Nicotinic acid adenine dinucleotide phosphate (NAADP) is a potent endogenous Ca2+ mobilizing second messenger that is known to release Ca2+ from the acidic endolysosomal vesicles. Our previous work showed that intracellular application of NAADP led to the increase in contractions of ventricular cardiomyocytes, accompanied by an increase in sarcoplasmic reticulum Ca2+ load. Previously, it has been reported that beta-adrenergic activation increases NAADP level in guinea pig heart, and we therefore hypothesized that the inotropic effect of beta-adrenergic activation is partly mediated by NAADP.

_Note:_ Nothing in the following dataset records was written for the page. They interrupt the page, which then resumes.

impl FormFlowController {
    pub fn new(
        forms: Arc<dyn FormStore>,
        validator: Validator,
        dispatcher: NotificationDispatcher,
        auth: DualAuth,
        captcha: Option<CaptchaVerifier>,
        config: EngineConfig,
    ) -> Self {
        Self {
            forms,
            validator,
            dispatcher,
            auth,
            captcha,
            config,
        }
    }

    /// Session view for the page-rendering layer (draft redisplay, errors)
    pub fn session(&self, store: Arc<dyn SessionStore>, slug: &str) -> SubmissionSession {
        SubmissionSession::new(store, &self.config.session_prefix, slug)
    }

    /// Nonce for the given wizard step, for the hidden-field emitters
    pub fn nonce_for(&self, slug: &str, role: PageRole, session_id: &str) -> String {
        self.auth
            .nonce()
            .create(&action_for(slug, step_name(role)), session_id)
    }

    /// Platform CSRF token for the REST surface
    pub fn csrf_token(&self, session_id: &str) -> String {
        self.auth.nonce().create("formflow_rest", session_id)
    }

    /// Verify a REST-surface CSRF token
    pub fn verify_csrf(&self, token: &str, session_id: &str) -> bool {
        self.auth.nonce().verify(token, "formflow_rest", session_id)
    }

    /// Validate a flat payload outside the page flow (REST `/validate`)
    pub async fn validate_payload(
        &self,
        slug: &str,
        data: &SubmittedData,
        meta: &RequestMeta,
    ) -> Result<HashMap<String, Vec<String>>> {
        let form = self
            .forms
            .form_by_slug(slug)
            .ok_or_else(|| FlowError::FormNotFound(slug.to_string()))?;
        Ok(self
            .validator
            .validate_all(data, &form.rules, meta.remote_addr)
            .await)
    }

    /// Main entry point: run the state machine for one request
    pub async fn handle(&self, store: Arc<dyn SessionStore>, req: &FlowRequest) -> FlowOutcome {
        let Some(form) = self.forms.form_for_page(&req.page_id) else {
            // Ordinary content: any engine state in the session is stale.
            clear_all_prefixed(&store, &self.config.session_prefix);
            return FlowOutcome::NotBound;
        };
        if !form.pages_bound() {
            tracing::warn!(form = %form.slug, "form pages not fully bound");
            clear_all_prefixed(&store, &self.config.session_prefix);
            return FlowOutcome::NotBound;
        }

        let session = self.session(store, &form.slug);
        let role = if form.pages.entry == req.page_id {
            PageRole::Entry
        } else if form.pages.confirm == req.page_id {
            PageRole::Confirm
        } else {
            PageRole::Complete
        };

        tracing::debug!(form = %form.slug, ?role, intent = ?req.intent(), "flow transition");
        match role {
            PageRole::Entry => self.handle_entry(&form, &session, req).await,
            PageRole::Confirm => self.handle_confirm(&form, &session, req).await,
            PageRole::Complete => self.handle_complete(&session, req),
        }
    }

    async fn handle_entry(
        &self,
        form: &FormDefinition,
        session: &SubmissionSession,
        req: &FlowRequest,
    ) -> FlowOutcome {
        match req.intent() {
            Intent::BackClicked if session.back_flag() => {
                session.set_authenticated(false);
                redirect(session, PageRole::Entry, 303)
            }
            Intent::SendClicked => {
                // Direct resubmission from entry (async/AJAX path).
                self.send_pipeline(form, session, req, PageRole::Entry).await
            }
            Intent::ConfirmClicked => self.handle_confirm_click(form, session, req).await,
            _ => {
                // Fresh visit.
                if session.back_flag() {
                    session.set_back_flag(false);
                    FlowOutcome::Render(PageRole::Entry)
                } else {
                    session.set_authenticated(false);
                    // Draft shown after a failed confirm must survive.
                    if !session.has_errors() {
                        session.clear_draft();
                    }
                    FlowOutcome::Render(PageRole::Entry)
                }
            }
        }
    }

    async fn handle_confirm_click(
        &self,
        form: &FormDefinition,
        session: &SubmissionSession,
        req: &FlowRequest,
    ) -> FlowOutcome {
        let action = action_for(&form.slug, "entry");
        if !self.auth.verify(
            req.nonce(),
            &action,
            &session.session_id(),
            req.referer.as_deref(),
            &form.pages.entry,
        ) {
            // Almost always a stale-page resubmit: redisplay silently.
            session.set_authenticated(false);
            return FlowOutcome::Render(PageRole::Entry);
        }

        let data = req.form_data().unwrap_or_default();
        let mut errors = self
            .validator
            .validate_all(&data, &form.rules, req.meta.remote_addr)
            .await;

        if form.flags.captcha && !self.captcha_passes(req).await {
            errors
                .entry("captcha".to_string())
                .or_default()
                .push(self.validator.messages().captcha_failed.clone());
        }

        if !errors.is_empty() {
            session.set_draft(&data);
            session.set_errors(&errors);
            return redirect(session, PageRole::Entry, 303);
        }

        session.set_draft(&data);
        session.set_authenticated(true);
        if session.token().is_none() {
            session.set_token(&generate_token());
        }
        redirect(session, PageRole::Confirm, 307)
    }

    /// CAPTCHA is a required gate on the entry page: an unavailable
    /// verifier or a network failure rejects.
    async fn captcha_passes(&self, req: &FlowRequest) -> bool {
        match &self.captcha {
            Some(verifier) => {
                verifier
                    .verify(req.captcha_token().unwrap_or(""), req.meta.remote_addr)
                    .await
            }
            None => {
                tracing::warn!("CAPTCHA required but no verifier configured");
                false
            }
        }
    }

    async fn handle_confirm(
        &self,
        form: &FormDefinition,
        session: &SubmissionSession,
        req: &FlowRequest,
    ) -> FlowOutcome {
        if req.post.is_some() && req.intent() == Intent::BackClicked {
            session.set_back_flag(true);
            session.set_authenticated(false);
            if let Some(data) = req.form_data() {
                if !data.is_empty() {
                    session.set_draft(&data);
                }
            }
            return redirect(session, PageRole::Entry, 307);
        }

        match &req.post {
            None => {
                if session.is_authenticated() {
                    // Idempotent reload.
                    FlowOutcome::Render(PageRole::Confirm)
                } else {
                    redirect(session, PageRole::Entry, 303)
                }
            }
            Some(_) if session.is_authenticated() => {
                if req.intent() == Intent::SendClicked {
                    session.set_authenticated(true);
                    if let Some(data) = req.form_data() {
                        if !data.is_empty() {
                            session.set_draft(&data);
                        }
                    }
                    self.send_pipeline(form, session, req, PageRole::Confirm).await
                } else {
                    FlowOutcome::Render(PageRole::Confirm)
                }
            }
            Some(_) => {
                // Session expired or a parallel-tab flow arriving cold.
                // Accept either the confirm page's nonce/referer pair or
                // the entry page's, and the one-time token must match.
                let sid = session.session_id();
                let dual_ok = self.auth.verify(
                    req.nonce(),
                    &action_for(&form.slug, "confirm"),
                    &sid,
                    req.referer.as_deref(),
                    &form.pages.confirm,
                ) || self.auth.verify(
                    req.nonce(),
                    &action_for(&form.slug, "entry"),
                    &sid,
                    req.referer.as_deref(),
                    &form.pages.entry,
                );
                let token_ok = token_matches(session, req);

                if !(dual_ok && token_ok) {
                    if let Some(data) = req.form_data() {
                        if !data.is_empty() {
                            session.set_draft(&data);
                        }
                    }
                    session.set_back_flag(true);
                    session.set_authenticated(false);
                    return redirect(session, PageRole::Entry, 303);
                }

                session.set_authenticated(true);
                if req.intent() == Intent::SendClicked {
                    self.send_pipeline(form, session, req, PageRole::Confirm).await
                } else {
                    FlowOutcome::Render(PageRole::Confirm)
                }
            }
        }
    }

    fn handle_complete(&self, session: &SubmissionSession, req: &FlowRequest) -> FlowOutcome {
        if req.post.is_some() {
            // Never leave a POST at this URL in browser history.
            return redirect(session, PageRole::Complete, 303);
        }
        if session.is_authenticated() {
            session.clear();
            session.flush();
            FlowOutcome::Render(PageRole::Complete)
        } else {
            redirect(session, PageRole::Entry, 303)
        }
    }

    /// Shared send pipeline, reached from entry direct-send and confirm
    /// send paths.
    async fn send_pipeline(
        &self,
        form: &FormDefinition,
        session: &SubmissionSession,
        req: &FlowRequest,
        calling: PageRole,
    ) -> FlowOutcome {
        let sid = session.session_id();

        // 1. Dual authentication against the calling page. A confirm-page
        //    send may still carry the entry page's pair (the nonce was
        //    issued on entry but the flow finalizes from confirm), so both
        //    pairs are acceptable there.
        let entry_pair = self.auth.verify(
            req.nonce(),
            &action_for(&form.slug, "entry"),
            &sid,
            req.referer.as_deref(),
            &form.pages.entry,
        );
        let dual_ok = match calling {
            PageRole::Entry => entry_pair,
            _ => {
                entry_pair
                    || self.auth.verify(
                        req.nonce(),
                        &action_for(&form.slug, "confirm"),
                        &sid,
                        req.referer.as_deref(),
                        &form.pages.confirm,
                    )
            }
        };
        if !dual_ok {
            session.set_authenticated(false);
            return redirect(session, PageRole::Entry, 303);
        }

        // 2. One-time token. A mismatch after a successful send is the
        //    expected signature of a duplicate: report success without
        //    resending. A mismatch before any send is a forgery: deny.
        if !token_matches(session, req) {
            if session.is_sent() {
                tracing::info!(form = %form.slug, "duplicate send short-circuited");
                session.set_authenticated(true);
                return redirect(session, PageRole::Complete, 307);
            }
            session.set_authenticated(false);
            return redirect(session, PageRole::Entry, 303);
        }

        // 3. Fall back to the session draft when no inline data came in.
        let data = match req.form_data().filter(|d| !d.is_empty()) {
            Some(data) => data,
            None => session.draft(),
        };

        // 4-5. Full re-validation; entry-stage validation is not trusted.
        let errors = self
            .validator
            .validate_all(&data, &form.rules, req.meta.remote_addr)
            .await;
        if !errors.is_empty() {
            session.set_draft(&data);
            session.set_errors(&errors);
            return redirect(session, PageRole::Entry, 303);
        }

        // 6-7. Stamp the next sequence id and dispatch.
        let mail_id = form.mail_sequence_id + 1;
        let result = self
            .dispatcher
            .dispatch(form, &data, &req.meta, mail_id)
            .await;

        if result.both_sent() {
            // 8. Token invalidation is the replay-prevention trigger.
            session.clear_token();
            session.mark_sent();
            self.forms.increment_mail_sequence(&form.slug);
            session.set_authenticated(true);
            tracing::info!(form = %form.slug, mail_id, "submission dispatched");
            redirect(session, PageRole::Complete, 307)
        } else {
            // 9. Generic retry message; transport detail stays in the log.
            session.set_authenticated(false);
            let mut errors = HashMap::new();
            errors.insert(
                "send".to_string(),
                vec![self.validator.messages().delivery_failed.clone()],
            );
            session.set_errors(&errors);
            session.set_draft(&data);
            redirect(session, PageRole::Entry, 303)
        }
    }
}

Two-pore channel 2 (Tpc2) is known to mediate NAADP-regulated endolysosomal calcium release. We showed that intracellular application of NAADP on electrically stimulated ventricular myocytes increased calcium transient amplitude in wild-type but not Tpc2-KO mice. Strikingly, Tpc2-KO ventricular cardiomyocytes also showed a reduced isoprenaline-induced increase in contraction and calcium transient amplitudes compared to wild-type mice, establishing the contribution of NAADP to the beta-adrenergic pathway-regulated inotropic effect. To dissect the downstream mechanism, we showed that Ca2+/calmodulin-dependent protein kinase II (CaMKII) inhibitor, KN93 preincubation abolished the NAADP-induced increase in calcium transient amplitude. This is consistent with CaMKII acting as a downstream effector of beta-adrenergic activation that amplifies SR calcium uptake.

We report here that the NAADP signaling cascade is a novel downstream pathway of beta-adrenergic activation in ventricular cardiomyocytes. This pathway requires functional Tpc2 channels and is partly if not entirely mediated through the activation of CaMKII by the NAADP-released Ca2+, which subsequently enhances SR Ca2+ uptake, contributing to the inotropic effect of cardiac beta-adrenergic activation.